Records from a collection:
- Opening Delimiter -

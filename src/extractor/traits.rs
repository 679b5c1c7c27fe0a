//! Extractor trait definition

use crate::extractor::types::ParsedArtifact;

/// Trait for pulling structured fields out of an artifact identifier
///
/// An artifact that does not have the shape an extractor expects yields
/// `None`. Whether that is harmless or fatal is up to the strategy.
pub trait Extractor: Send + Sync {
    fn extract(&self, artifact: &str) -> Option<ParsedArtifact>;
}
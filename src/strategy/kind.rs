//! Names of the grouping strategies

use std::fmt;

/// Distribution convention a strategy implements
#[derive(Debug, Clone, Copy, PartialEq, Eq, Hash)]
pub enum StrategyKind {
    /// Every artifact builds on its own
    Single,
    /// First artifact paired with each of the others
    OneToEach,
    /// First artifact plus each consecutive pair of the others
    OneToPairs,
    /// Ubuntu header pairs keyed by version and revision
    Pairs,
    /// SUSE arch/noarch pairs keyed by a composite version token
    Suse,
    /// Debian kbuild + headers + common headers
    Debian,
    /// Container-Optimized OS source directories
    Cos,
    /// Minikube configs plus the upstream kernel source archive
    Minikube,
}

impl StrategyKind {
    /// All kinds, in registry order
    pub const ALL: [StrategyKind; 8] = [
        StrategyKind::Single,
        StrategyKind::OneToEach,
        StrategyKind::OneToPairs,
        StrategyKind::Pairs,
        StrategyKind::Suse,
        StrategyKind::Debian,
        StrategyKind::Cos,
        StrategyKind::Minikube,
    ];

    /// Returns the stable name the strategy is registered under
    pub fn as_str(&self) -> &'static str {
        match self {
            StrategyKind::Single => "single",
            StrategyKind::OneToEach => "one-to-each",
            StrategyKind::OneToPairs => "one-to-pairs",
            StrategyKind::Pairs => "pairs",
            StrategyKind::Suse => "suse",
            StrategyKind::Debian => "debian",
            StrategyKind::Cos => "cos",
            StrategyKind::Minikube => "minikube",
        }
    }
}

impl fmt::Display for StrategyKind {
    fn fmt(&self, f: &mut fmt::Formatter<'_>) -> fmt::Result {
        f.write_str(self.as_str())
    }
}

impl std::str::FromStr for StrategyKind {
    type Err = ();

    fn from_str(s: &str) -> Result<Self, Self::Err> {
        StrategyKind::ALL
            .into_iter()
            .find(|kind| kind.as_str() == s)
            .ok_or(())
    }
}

- Closing Delimiter -

Pull out all lines of the data with the string "that".

▸ **Output of the task**
/// An artifact that does not have the shape an extractor expects yields
/// `None`. Whether that is harmless or fatal is up to the strategy.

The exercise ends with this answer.